Servo motors are used in applications where precise control of position, speed, or torque is required. But many different types of motors can be considered servo motors — the defining feature of a servo motor is that it incorporates or reads feedback in a closed-loop system. In fact, although many servo applications use synchronous AC motors, DC motors can also be used in servo systems.
Synchronous AC motors are typically brushless (the exception being universal motors, which are mechanically commutated with brushes and can run on either AC or DC power supply). Likewise, the DC motors used in servo systems are most commonly brushless types (typically referred to as BLDC motors).

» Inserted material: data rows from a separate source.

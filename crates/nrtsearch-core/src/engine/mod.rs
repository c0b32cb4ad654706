//! Index engine seam
//!
//! The replication core treats the index engine as a collaborator: something
//! that buffers documents, commits them into immutable segment files, and opens
//! a searchable view pinned to an exact manifest. [`SegmentEngine`] is the
//! directory-backed implementation used by nodes; tests substitute their own
//! implementations (e.g. to inject commit failures).

pub mod searcher;
pub mod segment;

pub use searcher::{Hit, PointSearcher, SearchHits};
pub use segment::SegmentEngine;

use crate::Result;
use crate::nrt::{Manifest, SegmentFile};
use serde::{Deserialize, Serialize};
use std::collections::BTreeMap;
use std::path::{Path, PathBuf};

/// A document as ingested by the primary
#[derive(Debug, Clone, PartialEq, Eq, Serialize, Deserialize)]
pub struct Document {
    /// Document identifier
    pub id: String,
    /// Field name to value
    pub fields: BTreeMap<String, String>,
}

impl Document {
    /// Create a document with no fields
    pub fn new(id: impl Into<String>) -> Self {
        Self {
            id: id.into(),
            fields: BTreeMap::new(),
        }
    }

    /// Add a field
    pub fn with_field(mut self, name: impl Into<String>, value: impl Into<String>) -> Self {
        self.fields.insert(name.into(), value.into());
        self
    }
}

/// Result of an engine commit
#[derive(Debug, Clone, PartialEq, Eq)]
pub struct CommitInfo {
    /// Engine generation after the commit
    pub generation: u64,
    /// Live segment files after the commit
    pub files: Vec<SegmentFile>,
    /// False when there was nothing to commit
    pub changed: bool,
}

/// Operations the replication core needs from an index engine
pub trait IndexEngine: Send + Sync {
    /// Buffer documents for the next commit; returns the pending count
    fn add_documents(&self, docs: Vec<Document>) -> Result<usize>;

    /// Number of buffered, uncommitted documents
    fn pending_documents(&self) -> usize;

    /// Durably write pending documents as new segment files.
    ///
    /// On error nothing becomes live and pending documents are kept.
    fn commit(&self) -> Result<CommitInfo>;

    /// Segment files of the last successful commit (or recovery)
    fn live_files(&self) -> Vec<SegmentFile>;

    /// Make `manifest` the live file set (startup recovery)
    fn recover(&self, manifest: &Manifest) -> Result<()>;

    /// True if the exact file is present and verified locally
    fn has_segment(&self, file: &SegmentFile) -> bool;

    /// Raw bytes of a local segment file
    fn read_segment(&self, name: &str) -> Result<Vec<u8>>;

    /// Verify a staged file against its descriptor and move it into place
    fn install_segment(&self, file: &SegmentFile, staged: &Path) -> Result<()>;

    /// Delete local segment files that are not live
    fn remove_segments(&self, names: &[String]) -> Result<()>;

    /// Names of all segment files on disk
    fn list_segments(&self) -> Result<Vec<String>>;

    /// Directory under which transfers stage incoming files
    fn staging_root(&self) -> PathBuf;

    /// Open a searchable view of exactly `manifest`
    fn open_point(&self, manifest: &Manifest) -> Result<PointSearcher>;

    /// Release caches and refuse further writes
    fn close(&self) -> Result<()>;
}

Note that brushed DC motors are capable of operating in a servo system, but the wear and maintenance they require — due to the mechanical brushes and commutator — make them less desirable for most servo applications. This article explains when it can be advantageous to use a brushed DC motor in a servo system, and specifically, what type of brushed DC motors are best for servo applications.
Recall that brushless DC motors use permanent magnets on the rotor and coils in the stator to produce rotation (and torque). This configuration is similar to a synchronous AC motor, but a key difference between BLDC motors and synchronous AC motors is in how the stator coils are wound. In a synchronous AC motor, the coils are wound sinusoidally and commutation is a continuous, sinusoidal waveform. This gives synchronous AC motors very smooth performance. BLDC motors, on the other hand, have trapezoidally wound stator coils and commutation that takes place in six steps (every 60 degrees), which can lead to torque ripple.
BLDC motor construction variations
Brushless DC motors are typically constructed with a stator made from slotted steel laminations and copper windings inserted into the slots. Slotted designs can be constructed with the rotor at the center of the motor and the stator surrounding the rotor (sometimes referred to as an “inrunner,” or internal rotor, design). This reduces the motor’s inertia and allows for very dynamic performance.
Alternatively, slotted BLDC motors can be constructed with the slotted stator at the center of the motor and the rotor magnets surrounding the stator (sometimes referred to as an “outrunner,” or external rotor, design). This allows the motor to produce high torque and to be constructed with a short overall length (referred to as a “flat” design), but at the expense of reduced dynamics due to higher rotor inertia.
Whether constructed with an internal or external rotor, slotted BLDC motors suffer from cogging torque due to the permanent magnets in the rotor attempting to line up with the slots of the stator. The primary effect of cogging torque is that it causes motor rotation to be jerky, especially at low motor speeds.
A newer permutation of the BLDC motor is the slotless design. This design does away with the slotted steel laminations and instead uses a stator constructed of steel rings stacked together, with the windings encapsulated in an epoxy resin. The winding is placed in the air gap between the stator lamination and the rotor (which resides in the center of the motor). The slotless design eliminates cogging torque, reduces audible noise, and reduces inductance, so acceleration and dynamic response are improved over slotted designs.
BLDC motors are often used in servo applications that require high efficiency, high reliability, and good torque density (torque production for a given size), but without the magnitude of torque production that can be provided by larger, synchronous AC motors. Common applications for BLDC servo motors include robot joints, medical devices, and packaging equipment. Brushless DC motors are also ideal for battery-powered equipment and for applications that require direct integration of the motor into the mechanical design, thanks to their numerous design options and the myriad ways they can be customized.